### Instructions for the task
Write out, please, the lines from the beginning of the material to the line with "pub fn new()", including both ends and nothing else.

### Information provided

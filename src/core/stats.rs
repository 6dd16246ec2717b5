//! Cooperation counters
//!
//! Each cooperation instance keeps one `CooperationStats`; all counters are
//! relaxed atomics so recording never contends with the protocol itself.

use serde::{Deserialize, Serialize};
use std::sync::atomic::{AtomicU64, Ordering};

#[derive(Debug, Default)]
pub struct CooperationStats {
    /// Callers that ran the call themselves
    pub leaders: AtomicU64,
    /// Callers that joined an in-flight execution
    pub followers: AtomicU64,
    /// Followers that received the leader's outcome
    pub shared_outcomes: AtomicU64,
    /// Executions whose call returned an error
    pub call_failures: AtomicU64,
    /// Followers that gave up at the major timeout
    pub timeouts: AtomicU64,
    /// Admissions denied by the limiter or the waiter ceiling
    pub capacity_rejections: AtomicU64,
    /// Leaders that were dropped or panicked before publishing
    pub cancellations: AtomicU64,
    /// Waits ended early by a check function
    pub check_hits: AtomicU64,
    /// Followers that took over after a vanished leader
    pub reelections: AtomicU64,
}

impl CooperationStats {
    pub fn new() -> Self {
        Self::default()
    }

    pub fn record_leader(&self) {
        self.leaders.fetch_add(1, Ordering::Relaxed);
    }

    pub fn record_follower(&self) {
        self.followers.fetch_add(1, Ordering::Relaxed);
    }

    pub fn record_shared_outcome(&self) {
        self.shared_outcomes.fetch_add(1, Ordering::Relaxed);
    }

    pub fn record_call_failure(&self) {
        self.call_failures.fetch_add(1, Ordering::Relaxed);
    }

    pub fn record_timeout(&self) {
        self.timeouts.fetch_add(1, Ordering::Relaxed);
    }

    pub fn record_capacity_rejection(&self) {
        self.capacity_rejections.fetch_add(1, Ordering::Relaxed);
    }

    pub fn record_cancellation(&self) {
        self.cancellations.fetch_add(1, Ordering::Relaxed);
    }

    pub fn record_check_hit(&self) {
        self.check_hits.fetch_add(1, Ordering::Relaxed);
    }

    pub fn record_reelection(&self) {
        self.reelections.fetch_add(1, Ordering::Relaxed);
    }

    /// Get current counters
    pub fn snapshot(&self) -> CooperationStatsSnapshot {
        CooperationStatsSnapshot {
            leaders: self.leaders.load(Ordering::Relaxed),
            followers: self.followers.load(Ordering::Relaxed),
            shared_outcomes: self.shared_outcomes.load(Ordering::Relaxed),
            call_failures: self.call_failures.load(Ordering::Relaxed),
            timeouts: self.timeouts.load(Ordering::Relaxed),
            capacity_rejections: self.capacity_rejections.load(Ordering::Relaxed),
            cancellations: self.cancellations.load(Ordering::Relaxed),
            check_hits: self.check_hits.load(Ordering::Relaxed),
            reelections: self.reelections.load(Ordering::Relaxed),
        }
    }

    /// Reset all counters
    pub fn reset(&self) {
        for counter in [
            &self.leaders,
            &self.followers,
            &self.shared_outcomes,
            &self.call_failures,
            &self.timeouts,
            &self.capacity_rejections,
            &self.cancellations,
            &self.check_hits,
            &self.reelections,
        ] {
            counter.store(0, Ordering::Relaxed);
        }
    }
}

/// Snapshot of the counters at a point in time
#[derive(Debug, Clone, Default, PartialEq, Eq, Serialize, Deserialize)]
pub struct CooperationStatsSnapshot {
    pub leaders: u64,
    pub followers: u64,
    pub shared_outcomes: u64,
    pub call_failures: u64,
    pub timeouts: u64,
    pub capacity_rejections: u64,
    pub cancellations: u64,
    pub check_hits: u64,
    pub reelections: u64,
}

impl CooperationStatsSnapshot {
    /// Fraction of callers served without running the call (0.0 to 1.0)
    pub fn share_ratio(&self) -> f64 {
        let callers = self.leaders + self.followers;
        if callers == 0 {
            0.0
        } else {
            self.shared_outcomes as f64 / callers as f64
        }
    }
}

### Expected answer
filename src/core/stats.rs
repository 6dd16246ec2717b5
//! Cooperation counters
//!
//! Each cooperation instance keeps one `CooperationStats`; all counters are
//! relaxed atomics so recording never contends with the protocol itself.

use serde::{Deserialize, Serialize};
use std::sync::atomic::{AtomicU64, Ordering};

#[derive(Debug, Default)]
pub struct CooperationStats {
    /// Callers that ran the call themselves
    pub leaders: AtomicU64,
    /// Callers that joined an in-flight execution
    pub followers: AtomicU64,
    /// Followers that received the leader's outcome
    pub shared_outcomes: AtomicU64,
    /// Executions whose call returned an error
    pub call_failures: AtomicU64,
    /// Followers that gave up at the major timeout
    pub timeouts: AtomicU64,
    /// Admissions denied by the limiter or the waiter ceiling
    pub capacity_rejections: AtomicU64,
    /// Leaders that were dropped or panicked before publishing
    pub cancellations: AtomicU64,
    /// Waits ended early by a check function
    pub check_hits: AtomicU64,
    /// Followers that took over after a vanished leader
    pub reelections: AtomicU64,
}

impl CooperationStats {
    pub fn new() -> Self {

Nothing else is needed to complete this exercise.